Friday, June 02, 2006

FESTIVAL://PREMIERE/Isfahan by R. Murray Schafer

Sounds like a trip to space

Acoustics a priority in avant-garde festival
Grand finale of brass at historic St. Anne's

By John Terauds
From (Toronto Star) - Jun. 1, 2006

Our ancestors were called to the hunt — and the cavalry charge — by the sound of a bugle. Brass instruments continue to musically tell us that something important is about to happen.
That touch of brass runs throughout the first SoundaXis festival, which opens today and runs to June 11 at a variety of venues around the downtown area. It's all about avant-garde thinking as music relates to the space around it, and is presented with a flourish of sonic polish. Approximately 20 music performances and presentations will be staged at a range of sites, big and small.
The Toronto Fanfare Project is likely to be the liveliest component of the SoundaXis festival. Soundstreams Canada has organized a selection of brass-fanfare moments around the city, the biggest involving a number of Canadian players, including the True North Brass, and the Stockholm Chamber Brass from Sweden in the grand finale "MassBrass" at St. Anne's Anglican Church.
Besides works by Gabrieli, Takemitsu, Somers and Arvo Pärt, there is something from Swedish composer Magnus Lindberg and the world premiere of Isfahan, by R. Murray Schafer.
In the spirit of the festival, which wants us to connect the sound we hear and the spaces in which we hear it, the choice of venue is critical. Schafer named his contribution to this concert after a 17th-century mosque he visited in Isfahan, Turkey, in 1969. He was taken with the architecture and the many acoustic possibilities inside it, and found a similarly inspirational place in Toronto — St.
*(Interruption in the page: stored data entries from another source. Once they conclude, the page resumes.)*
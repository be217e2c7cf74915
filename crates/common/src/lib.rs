pub mod nats;
pub mod telemetry;

// Re-export mocks when testing feature is enabled
#[cfg(any(test, feature = "testing"))]
pub use nats::MockErrorReporter;
use config::{Config, ConfigError, Environment};
use serde::{Deserialize, Serialize};

#[derive(Debug, Deserialize, Serialize, Clone)]
pub struct ServiceConfig {
    /// Log level (trace, debug, info, warn, error)
    #[serde(default = "default_log_level")]
    pub log_level: String,

    /// Stdout log format (json or pretty)
    #[serde(default = "default_log_format")]
    pub log_format: String,

    // NATS configuration
    /// NATS server URL
    #[serde(default = "default_nats_url")]
    pub nats_url: String,

    /// Timeout for connecting to NATS at startup
    #[serde(default = "default_startup_timeout_secs")]
    pub startup_timeout_secs: u64,

    /// NATS JetStream stream carrying SMS notification requests
    #[serde(default = "default_sms_notifications_stream")]
    pub sms_notifications_stream: String,

    /// NATS subject pattern for the consumer filter
    #[serde(default = "default_sms_notifications_subject")]
    pub sms_notifications_subject: String,

    /// Durable consumer name
    #[serde(default = "default_sms_consumer_name")]
    pub sms_consumer_name: String,

    /// NATS JetStream stream receiving dead-lettered notifications
    #[serde(default = "default_sms_dead_letter_stream")]
    pub sms_dead_letter_stream: String,

    /// Subject dead-lettered notifications are published to
    #[serde(default = "default_sms_dead_letter_subject")]
    pub sms_dead_letter_subject: String,

    // Consumer tuning
    /// Messages processed at the same time
    #[serde(default = "default_sms_concurrency")]
    pub sms_concurrency: usize,

    /// Messages fetched per receive
    #[serde(default = "default_sms_prefetch")]
    pub sms_prefetch: usize,

    #[serde(default = "default_sms_max_wait_secs")]
    pub sms_max_wait_secs: u64,

    /// Time the broker waits for an outcome before redelivering
    #[serde(default = "default_sms_ack_wait_secs")]
    pub sms_ack_wait_secs: u64,

    /// Broker-side delivery limit per message
    #[serde(default = "default_sms_max_deliver")]
    pub sms_max_deliver: i64,

    /// Must stay false; the consumer refuses to start otherwise
    #[serde(default)]
    pub sms_auto_ack: bool,

    /// Upper bound on waiting for in-flight messages at shutdown
    #[serde(default = "default_sms_drain_timeout_secs")]
    pub sms_drain_timeout_secs: u64,

    // OpenTelemetry configuration
    #[serde(default)]
    pub otel_enabled: bool,

    #[serde(default = "default_otel_endpoint")]
    pub otel_endpoint: String,

    #[serde(default = "default_otel_service_name")]
    pub otel_service_name: String,

    /// Timeout for closers at shutdown
    #[serde(default = "default_shutdown_timeout_secs")]
    pub shutdown_timeout_secs: u64,
}

impl ServiceConfig {
    pub fn from_env() -> Result<Self, ConfigError> {
        Config::builder()
            .add_source(Environment::with_prefix("SMS_SERVICE"))
            .build()?
            .try_deserialize()
    }
}

fn default_log_level() -> String {
    "info".to_string()
}

fn default_log_format() -> String {
    "json".to_string()
}

fn default_nats_url() -> String {
    "nats://localhost:4222".to_string()
}

fn default_startup_timeout_secs() -> u64 {
    10
}

fn default_sms_notifications_stream() -> String {
    "sms_notifications".to_string()
}

fn default_sms_notifications_subject() -> String {
    "sms_notifications.>".to_string()
}

fn default_sms_consumer_name() -> String {
    "sms-service".to_string()
}

fn default_sms_dead_letter_stream() -> String {
    "sms_notifications_dead_letter".to_string()
}

fn default_sms_dead_letter_subject() -> String {
    "sms_notifications_dead_letter.requested".to_string()
}

fn default_sms_concurrency() -> usize {
    1
}

fn default_sms_prefetch() -> usize {
    1
}

fn default_sms_max_wait_secs() -> u64 {
    5
}

fn default_sms_ack_wait_secs() -> u64 {
    30
}

fn default_sms_max_deliver() -> i64 {
    10
}

fn default_sms_drain_timeout_secs() -> u64 {
    30
}

fn default_otel_endpoint() -> String {
    "http://localhost:4317".to_string()
}

fn default_otel_service_name() -> String {
    "sms-service".to_string()
}

fn default_shutdown_timeout_secs() -> u64 {
    10
}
Anne's, which is modelled on the domed Hagia Sophia church in Istanbul.
"I wanted to create a piece that would linger in the space as if it belonged there and would remain forever," Schafer writes in his notes. "Architects once created with both stone and sound in a manner that was planned, predictable and effective. It was a glorious time for both architecture and music. Their separation has, in my opinion, left each discipline deficient and incomplete."
Conducting the brass players, who will be placed around the interior of the building that is decorated with frescoes painted by the Group of Seven, is Alain Trudel, Canada's top trombonist.
"It's all the fanfares being presented around the city contained in one concert," says Trudel. "In surround sound. Our senses will be awakened all around us."
Trudel is spending a total of five days with the brass players at St. Anne's, to make sure the elaborate music gets the best-possible airing.
"A lot of the music will be made by the venue," says Trudel. "It will be made by the time between notes."
In the case of Isfahan, Trudel says Schafer "left it to the players themselves to decide when to start playing." Trudel is more coordinator than conductor in this case. But he's not worried. "This is a superstar group of players," he says.